### WHAT THIS TASK INVOLVES
Tally how many lines in the data below include "exactly", then please reply with only that figure.

========

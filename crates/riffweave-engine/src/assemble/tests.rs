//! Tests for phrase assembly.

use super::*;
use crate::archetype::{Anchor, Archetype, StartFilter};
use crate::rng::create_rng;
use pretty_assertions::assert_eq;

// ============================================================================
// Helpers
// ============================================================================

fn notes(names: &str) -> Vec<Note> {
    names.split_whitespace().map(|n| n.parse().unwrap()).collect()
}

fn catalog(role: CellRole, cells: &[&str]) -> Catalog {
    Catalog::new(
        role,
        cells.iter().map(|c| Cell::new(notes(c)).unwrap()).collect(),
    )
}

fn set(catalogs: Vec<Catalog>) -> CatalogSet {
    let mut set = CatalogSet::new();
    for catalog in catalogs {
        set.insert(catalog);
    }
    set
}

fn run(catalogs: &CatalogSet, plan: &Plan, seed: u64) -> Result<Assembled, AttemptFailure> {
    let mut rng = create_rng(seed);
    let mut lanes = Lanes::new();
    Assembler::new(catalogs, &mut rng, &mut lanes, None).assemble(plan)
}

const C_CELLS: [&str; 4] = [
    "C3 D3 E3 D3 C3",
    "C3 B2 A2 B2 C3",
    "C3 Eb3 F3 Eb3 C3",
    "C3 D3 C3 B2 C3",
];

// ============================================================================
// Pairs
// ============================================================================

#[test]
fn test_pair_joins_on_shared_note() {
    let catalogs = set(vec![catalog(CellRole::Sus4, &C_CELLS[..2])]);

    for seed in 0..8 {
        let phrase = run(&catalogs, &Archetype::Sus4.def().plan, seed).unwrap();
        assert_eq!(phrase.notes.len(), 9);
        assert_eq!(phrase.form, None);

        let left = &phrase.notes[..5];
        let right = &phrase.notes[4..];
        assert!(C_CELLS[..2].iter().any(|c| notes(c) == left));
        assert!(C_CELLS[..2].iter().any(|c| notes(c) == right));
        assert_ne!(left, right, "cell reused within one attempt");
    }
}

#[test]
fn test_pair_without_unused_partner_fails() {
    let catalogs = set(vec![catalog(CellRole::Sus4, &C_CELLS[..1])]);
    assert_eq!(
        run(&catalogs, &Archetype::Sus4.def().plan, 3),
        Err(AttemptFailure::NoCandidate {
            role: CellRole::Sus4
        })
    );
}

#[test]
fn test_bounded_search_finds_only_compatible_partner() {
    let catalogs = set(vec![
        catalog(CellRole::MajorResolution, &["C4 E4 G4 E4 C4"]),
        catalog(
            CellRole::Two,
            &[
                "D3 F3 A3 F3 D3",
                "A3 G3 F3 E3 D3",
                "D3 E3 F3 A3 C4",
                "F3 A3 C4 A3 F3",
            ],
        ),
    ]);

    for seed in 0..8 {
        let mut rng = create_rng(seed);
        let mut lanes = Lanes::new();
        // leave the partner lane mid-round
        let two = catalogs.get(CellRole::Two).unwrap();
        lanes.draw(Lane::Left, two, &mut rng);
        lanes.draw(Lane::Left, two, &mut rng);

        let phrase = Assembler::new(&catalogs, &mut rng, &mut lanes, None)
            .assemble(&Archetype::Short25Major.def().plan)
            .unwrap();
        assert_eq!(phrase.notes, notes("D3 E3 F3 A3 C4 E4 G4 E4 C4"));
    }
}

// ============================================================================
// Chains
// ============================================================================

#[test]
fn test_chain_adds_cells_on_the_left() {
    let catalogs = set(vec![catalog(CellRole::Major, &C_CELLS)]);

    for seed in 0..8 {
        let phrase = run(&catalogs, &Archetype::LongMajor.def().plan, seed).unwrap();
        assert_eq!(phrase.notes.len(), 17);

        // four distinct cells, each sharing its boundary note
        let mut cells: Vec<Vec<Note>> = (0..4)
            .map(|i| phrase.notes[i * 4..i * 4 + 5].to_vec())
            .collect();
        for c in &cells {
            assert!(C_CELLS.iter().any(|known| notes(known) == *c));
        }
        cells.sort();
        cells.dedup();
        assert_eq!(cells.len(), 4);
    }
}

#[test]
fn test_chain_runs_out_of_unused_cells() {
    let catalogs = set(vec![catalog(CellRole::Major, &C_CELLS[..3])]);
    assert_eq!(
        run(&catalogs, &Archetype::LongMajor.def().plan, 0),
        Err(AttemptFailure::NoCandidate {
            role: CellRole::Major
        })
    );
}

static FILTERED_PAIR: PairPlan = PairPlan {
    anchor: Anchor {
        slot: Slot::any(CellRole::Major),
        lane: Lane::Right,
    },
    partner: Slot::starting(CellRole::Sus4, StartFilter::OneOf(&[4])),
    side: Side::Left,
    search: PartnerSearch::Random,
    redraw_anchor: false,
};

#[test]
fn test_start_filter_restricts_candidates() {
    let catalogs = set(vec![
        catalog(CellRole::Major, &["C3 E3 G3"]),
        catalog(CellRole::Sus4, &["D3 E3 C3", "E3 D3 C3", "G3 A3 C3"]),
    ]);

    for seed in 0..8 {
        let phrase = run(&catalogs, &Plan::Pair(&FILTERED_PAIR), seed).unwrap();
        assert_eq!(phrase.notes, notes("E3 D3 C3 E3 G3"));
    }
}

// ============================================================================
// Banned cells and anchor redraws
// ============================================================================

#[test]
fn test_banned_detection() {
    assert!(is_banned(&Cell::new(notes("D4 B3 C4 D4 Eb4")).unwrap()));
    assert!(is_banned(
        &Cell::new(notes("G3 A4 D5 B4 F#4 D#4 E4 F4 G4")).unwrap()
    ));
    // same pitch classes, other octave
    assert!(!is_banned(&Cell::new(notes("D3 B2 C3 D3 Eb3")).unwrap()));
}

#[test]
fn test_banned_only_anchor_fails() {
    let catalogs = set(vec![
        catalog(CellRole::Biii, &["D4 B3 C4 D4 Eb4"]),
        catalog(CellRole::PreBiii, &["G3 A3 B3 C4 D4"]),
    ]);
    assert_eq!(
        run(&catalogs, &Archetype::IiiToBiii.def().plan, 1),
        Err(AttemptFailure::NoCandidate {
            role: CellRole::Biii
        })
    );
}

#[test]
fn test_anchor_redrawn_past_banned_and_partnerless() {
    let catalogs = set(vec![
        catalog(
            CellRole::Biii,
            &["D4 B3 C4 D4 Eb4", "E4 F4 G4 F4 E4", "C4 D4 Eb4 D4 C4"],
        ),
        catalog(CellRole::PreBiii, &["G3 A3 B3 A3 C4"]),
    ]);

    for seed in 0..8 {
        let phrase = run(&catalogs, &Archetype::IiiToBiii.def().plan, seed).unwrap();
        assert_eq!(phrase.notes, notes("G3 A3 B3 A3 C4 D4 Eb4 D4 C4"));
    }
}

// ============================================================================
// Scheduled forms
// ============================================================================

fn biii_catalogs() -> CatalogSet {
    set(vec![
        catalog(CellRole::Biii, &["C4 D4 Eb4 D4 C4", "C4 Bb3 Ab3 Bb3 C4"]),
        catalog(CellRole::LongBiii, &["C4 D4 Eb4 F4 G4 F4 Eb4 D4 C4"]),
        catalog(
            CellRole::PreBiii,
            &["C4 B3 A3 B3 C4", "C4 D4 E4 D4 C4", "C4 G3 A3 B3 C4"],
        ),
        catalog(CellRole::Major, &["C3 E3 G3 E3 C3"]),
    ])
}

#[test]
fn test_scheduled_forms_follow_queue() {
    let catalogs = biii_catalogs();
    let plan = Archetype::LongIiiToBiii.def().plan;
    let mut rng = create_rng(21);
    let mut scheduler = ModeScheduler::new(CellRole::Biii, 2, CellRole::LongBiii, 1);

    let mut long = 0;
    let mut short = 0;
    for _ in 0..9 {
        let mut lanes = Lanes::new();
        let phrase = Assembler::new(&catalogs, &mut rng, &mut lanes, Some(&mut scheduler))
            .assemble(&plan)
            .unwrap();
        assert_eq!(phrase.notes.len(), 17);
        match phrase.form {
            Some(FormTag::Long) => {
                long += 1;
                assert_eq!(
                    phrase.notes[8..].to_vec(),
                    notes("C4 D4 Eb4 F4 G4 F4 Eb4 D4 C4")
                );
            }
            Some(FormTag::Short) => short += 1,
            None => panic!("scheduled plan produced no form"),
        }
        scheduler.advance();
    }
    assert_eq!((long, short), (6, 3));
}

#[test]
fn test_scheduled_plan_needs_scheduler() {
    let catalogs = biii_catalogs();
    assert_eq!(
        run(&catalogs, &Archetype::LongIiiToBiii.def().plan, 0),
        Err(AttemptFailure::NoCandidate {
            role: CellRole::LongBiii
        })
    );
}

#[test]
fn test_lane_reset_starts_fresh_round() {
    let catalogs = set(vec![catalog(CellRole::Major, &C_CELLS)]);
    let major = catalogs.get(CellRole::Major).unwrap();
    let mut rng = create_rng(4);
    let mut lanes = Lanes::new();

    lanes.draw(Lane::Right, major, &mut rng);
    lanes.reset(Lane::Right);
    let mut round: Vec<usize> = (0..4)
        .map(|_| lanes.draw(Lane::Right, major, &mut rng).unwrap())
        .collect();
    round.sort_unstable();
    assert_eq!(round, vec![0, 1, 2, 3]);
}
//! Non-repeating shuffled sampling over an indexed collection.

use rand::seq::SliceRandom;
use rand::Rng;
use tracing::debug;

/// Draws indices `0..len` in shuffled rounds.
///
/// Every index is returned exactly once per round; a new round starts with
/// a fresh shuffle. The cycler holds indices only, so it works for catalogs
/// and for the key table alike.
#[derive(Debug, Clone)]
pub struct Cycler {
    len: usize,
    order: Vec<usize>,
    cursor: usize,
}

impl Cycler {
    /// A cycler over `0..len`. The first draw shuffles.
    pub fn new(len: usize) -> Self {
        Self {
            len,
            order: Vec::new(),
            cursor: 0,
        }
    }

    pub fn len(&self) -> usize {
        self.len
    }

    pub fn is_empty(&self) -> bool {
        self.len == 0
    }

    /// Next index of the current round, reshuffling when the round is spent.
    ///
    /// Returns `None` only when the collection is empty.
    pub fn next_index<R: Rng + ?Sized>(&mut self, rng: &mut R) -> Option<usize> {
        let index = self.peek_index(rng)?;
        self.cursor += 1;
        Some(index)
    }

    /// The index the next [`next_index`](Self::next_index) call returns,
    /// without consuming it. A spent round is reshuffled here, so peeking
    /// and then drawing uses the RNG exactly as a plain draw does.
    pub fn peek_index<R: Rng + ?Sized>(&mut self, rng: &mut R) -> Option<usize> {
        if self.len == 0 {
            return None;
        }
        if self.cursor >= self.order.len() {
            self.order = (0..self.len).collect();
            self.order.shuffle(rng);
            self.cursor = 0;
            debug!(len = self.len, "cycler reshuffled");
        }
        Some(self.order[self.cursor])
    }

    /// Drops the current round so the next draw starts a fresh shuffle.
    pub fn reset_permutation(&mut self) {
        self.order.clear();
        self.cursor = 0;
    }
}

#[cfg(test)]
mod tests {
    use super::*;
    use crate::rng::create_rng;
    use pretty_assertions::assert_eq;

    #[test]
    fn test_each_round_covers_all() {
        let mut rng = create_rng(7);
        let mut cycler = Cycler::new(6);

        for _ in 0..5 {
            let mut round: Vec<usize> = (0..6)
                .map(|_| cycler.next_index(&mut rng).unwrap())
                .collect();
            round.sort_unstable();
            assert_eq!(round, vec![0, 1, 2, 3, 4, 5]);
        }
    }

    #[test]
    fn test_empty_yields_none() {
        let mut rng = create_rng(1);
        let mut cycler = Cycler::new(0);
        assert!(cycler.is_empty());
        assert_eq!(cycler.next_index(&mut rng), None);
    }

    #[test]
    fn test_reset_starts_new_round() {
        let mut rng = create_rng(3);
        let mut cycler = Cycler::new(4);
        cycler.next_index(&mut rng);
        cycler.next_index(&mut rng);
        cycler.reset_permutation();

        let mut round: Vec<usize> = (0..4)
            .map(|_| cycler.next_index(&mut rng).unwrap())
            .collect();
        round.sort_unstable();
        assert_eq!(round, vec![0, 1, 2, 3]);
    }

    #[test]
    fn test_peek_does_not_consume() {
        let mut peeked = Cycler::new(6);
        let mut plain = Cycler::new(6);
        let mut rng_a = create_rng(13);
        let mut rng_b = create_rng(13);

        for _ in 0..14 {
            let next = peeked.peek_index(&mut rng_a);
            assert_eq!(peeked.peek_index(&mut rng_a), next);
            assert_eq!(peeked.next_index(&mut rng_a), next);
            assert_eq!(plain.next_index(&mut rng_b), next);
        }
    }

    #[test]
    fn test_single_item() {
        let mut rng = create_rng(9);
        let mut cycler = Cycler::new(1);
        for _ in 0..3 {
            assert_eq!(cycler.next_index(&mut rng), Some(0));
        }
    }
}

========

### REPLY
2